(Beginning of Material to process)

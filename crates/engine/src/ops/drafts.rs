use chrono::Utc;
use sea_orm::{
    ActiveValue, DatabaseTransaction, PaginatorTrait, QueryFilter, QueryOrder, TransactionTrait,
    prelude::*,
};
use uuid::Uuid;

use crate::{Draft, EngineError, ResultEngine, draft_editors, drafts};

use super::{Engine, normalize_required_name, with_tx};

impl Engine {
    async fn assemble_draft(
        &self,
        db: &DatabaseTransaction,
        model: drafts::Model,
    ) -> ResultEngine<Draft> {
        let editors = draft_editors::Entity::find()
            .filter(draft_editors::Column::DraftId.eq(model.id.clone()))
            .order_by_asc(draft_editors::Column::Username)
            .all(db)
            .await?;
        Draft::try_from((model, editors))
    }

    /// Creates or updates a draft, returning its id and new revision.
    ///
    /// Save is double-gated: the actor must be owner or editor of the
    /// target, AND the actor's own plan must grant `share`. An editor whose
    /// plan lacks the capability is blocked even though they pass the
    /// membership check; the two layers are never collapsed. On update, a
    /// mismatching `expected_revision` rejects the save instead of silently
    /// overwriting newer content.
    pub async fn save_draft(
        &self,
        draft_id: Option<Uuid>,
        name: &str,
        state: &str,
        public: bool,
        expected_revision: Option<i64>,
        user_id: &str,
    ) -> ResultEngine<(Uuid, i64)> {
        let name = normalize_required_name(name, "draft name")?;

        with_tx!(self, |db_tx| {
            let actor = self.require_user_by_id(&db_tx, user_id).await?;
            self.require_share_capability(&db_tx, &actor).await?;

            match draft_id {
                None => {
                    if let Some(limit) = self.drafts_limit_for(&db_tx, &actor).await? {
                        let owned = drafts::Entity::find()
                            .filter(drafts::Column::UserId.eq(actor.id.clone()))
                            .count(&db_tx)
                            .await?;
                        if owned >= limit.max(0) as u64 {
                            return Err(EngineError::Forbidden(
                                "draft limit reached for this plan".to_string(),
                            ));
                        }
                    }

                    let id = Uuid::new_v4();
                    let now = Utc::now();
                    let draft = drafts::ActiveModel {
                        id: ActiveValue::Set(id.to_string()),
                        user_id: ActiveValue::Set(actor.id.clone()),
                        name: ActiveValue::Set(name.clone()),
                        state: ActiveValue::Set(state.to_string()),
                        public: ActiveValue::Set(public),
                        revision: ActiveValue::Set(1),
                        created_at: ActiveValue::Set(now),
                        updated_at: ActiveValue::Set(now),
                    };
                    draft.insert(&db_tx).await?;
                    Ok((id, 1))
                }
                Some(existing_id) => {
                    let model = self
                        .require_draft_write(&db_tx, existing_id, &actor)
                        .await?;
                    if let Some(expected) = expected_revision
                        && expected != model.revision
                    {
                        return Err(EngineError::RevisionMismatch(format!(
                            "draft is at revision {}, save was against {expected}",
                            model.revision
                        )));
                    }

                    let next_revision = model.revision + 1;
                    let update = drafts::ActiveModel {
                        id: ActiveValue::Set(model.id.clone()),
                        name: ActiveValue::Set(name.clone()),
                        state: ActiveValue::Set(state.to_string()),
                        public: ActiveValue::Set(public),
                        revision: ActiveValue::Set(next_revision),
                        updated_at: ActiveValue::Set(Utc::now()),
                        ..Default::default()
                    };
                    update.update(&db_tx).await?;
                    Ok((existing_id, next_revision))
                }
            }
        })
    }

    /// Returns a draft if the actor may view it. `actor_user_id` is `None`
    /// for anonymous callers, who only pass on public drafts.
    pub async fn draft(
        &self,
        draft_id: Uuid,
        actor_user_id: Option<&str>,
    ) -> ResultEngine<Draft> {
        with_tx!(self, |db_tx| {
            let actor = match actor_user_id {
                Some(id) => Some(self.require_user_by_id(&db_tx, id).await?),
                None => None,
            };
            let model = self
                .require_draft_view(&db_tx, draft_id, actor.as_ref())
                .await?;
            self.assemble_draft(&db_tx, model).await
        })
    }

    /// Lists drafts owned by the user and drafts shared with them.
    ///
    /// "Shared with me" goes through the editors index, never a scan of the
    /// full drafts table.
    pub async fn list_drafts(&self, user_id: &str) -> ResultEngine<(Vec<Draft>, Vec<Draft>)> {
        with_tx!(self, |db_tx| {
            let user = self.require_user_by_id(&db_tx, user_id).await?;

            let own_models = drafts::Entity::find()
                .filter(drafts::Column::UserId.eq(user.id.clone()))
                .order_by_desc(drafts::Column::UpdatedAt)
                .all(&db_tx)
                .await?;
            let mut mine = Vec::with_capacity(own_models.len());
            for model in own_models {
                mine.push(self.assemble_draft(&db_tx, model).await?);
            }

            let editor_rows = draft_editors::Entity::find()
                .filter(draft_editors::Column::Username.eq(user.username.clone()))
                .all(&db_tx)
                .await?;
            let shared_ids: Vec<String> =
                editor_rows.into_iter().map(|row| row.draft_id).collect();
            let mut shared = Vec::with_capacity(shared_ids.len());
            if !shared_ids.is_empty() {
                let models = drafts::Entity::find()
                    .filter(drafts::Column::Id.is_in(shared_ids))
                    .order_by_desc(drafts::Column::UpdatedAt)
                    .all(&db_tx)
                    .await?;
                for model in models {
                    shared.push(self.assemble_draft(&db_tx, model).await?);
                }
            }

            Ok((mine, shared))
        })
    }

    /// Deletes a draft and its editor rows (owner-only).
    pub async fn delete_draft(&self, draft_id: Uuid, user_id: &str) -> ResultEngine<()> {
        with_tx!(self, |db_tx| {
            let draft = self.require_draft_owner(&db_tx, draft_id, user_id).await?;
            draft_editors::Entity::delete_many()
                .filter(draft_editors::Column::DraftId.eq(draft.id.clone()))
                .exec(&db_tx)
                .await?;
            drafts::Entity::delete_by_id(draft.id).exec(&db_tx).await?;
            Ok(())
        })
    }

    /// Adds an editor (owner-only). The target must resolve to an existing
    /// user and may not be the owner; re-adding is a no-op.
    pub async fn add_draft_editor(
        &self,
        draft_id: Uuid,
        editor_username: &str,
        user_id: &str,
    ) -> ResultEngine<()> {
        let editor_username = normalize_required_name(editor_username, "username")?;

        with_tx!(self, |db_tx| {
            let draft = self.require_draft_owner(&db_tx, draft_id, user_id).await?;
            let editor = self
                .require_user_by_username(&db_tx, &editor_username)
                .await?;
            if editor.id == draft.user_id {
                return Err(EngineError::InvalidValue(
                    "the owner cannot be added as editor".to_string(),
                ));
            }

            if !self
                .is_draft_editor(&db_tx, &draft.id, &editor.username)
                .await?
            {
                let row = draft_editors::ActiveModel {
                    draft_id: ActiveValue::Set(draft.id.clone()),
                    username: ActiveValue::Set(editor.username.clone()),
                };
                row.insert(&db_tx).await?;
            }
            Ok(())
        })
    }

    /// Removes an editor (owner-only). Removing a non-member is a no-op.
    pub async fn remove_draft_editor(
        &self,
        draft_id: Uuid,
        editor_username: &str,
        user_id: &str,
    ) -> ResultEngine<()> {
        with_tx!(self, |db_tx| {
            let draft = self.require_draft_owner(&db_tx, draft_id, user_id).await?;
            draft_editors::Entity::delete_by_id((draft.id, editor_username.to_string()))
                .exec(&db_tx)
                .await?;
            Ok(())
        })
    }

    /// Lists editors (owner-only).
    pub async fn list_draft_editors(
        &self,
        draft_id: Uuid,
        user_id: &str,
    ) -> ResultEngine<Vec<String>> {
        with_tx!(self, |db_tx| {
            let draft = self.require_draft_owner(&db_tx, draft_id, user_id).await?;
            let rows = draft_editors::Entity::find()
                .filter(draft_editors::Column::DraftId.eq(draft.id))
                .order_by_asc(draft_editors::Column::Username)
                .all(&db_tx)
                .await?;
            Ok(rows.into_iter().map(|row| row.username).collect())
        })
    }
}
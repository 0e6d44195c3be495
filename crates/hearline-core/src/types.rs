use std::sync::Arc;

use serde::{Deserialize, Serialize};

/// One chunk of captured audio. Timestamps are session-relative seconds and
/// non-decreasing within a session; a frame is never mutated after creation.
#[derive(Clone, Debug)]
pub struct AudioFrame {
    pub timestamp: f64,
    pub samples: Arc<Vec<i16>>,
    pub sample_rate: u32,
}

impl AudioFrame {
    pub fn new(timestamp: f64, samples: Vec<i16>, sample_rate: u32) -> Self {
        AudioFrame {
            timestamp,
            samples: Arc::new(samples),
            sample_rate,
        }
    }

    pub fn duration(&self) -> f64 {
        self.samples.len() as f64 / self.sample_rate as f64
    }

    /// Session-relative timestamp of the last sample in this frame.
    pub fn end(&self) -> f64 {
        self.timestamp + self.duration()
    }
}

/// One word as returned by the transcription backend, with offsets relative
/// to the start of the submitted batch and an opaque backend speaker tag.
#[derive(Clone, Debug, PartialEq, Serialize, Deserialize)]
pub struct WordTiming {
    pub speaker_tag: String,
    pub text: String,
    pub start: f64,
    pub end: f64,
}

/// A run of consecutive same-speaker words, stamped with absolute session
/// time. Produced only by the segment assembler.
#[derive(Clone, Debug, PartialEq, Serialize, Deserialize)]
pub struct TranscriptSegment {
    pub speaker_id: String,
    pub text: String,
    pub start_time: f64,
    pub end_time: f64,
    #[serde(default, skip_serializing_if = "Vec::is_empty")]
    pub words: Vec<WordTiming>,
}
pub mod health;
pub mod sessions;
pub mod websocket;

(End of Material to process)

Directions:
Everything from the line containing "self.samples.len() as f64" through the line containing "backend speaker tag." in the material above should be retyped exactly, both ends included, and nothing more.

Response:
        self.samples.len() as f64 / self.sample_rate as f64
    }

    /// Session-relative timestamp of the last sample in this frame.
    pub fn end(&self) -> f64 {
        self.timestamp + self.duration()
    }
}

/// One word as returned by the transcription backend, with offsets relative
/// to the start of the submitted batch and an opaque backend speaker tag.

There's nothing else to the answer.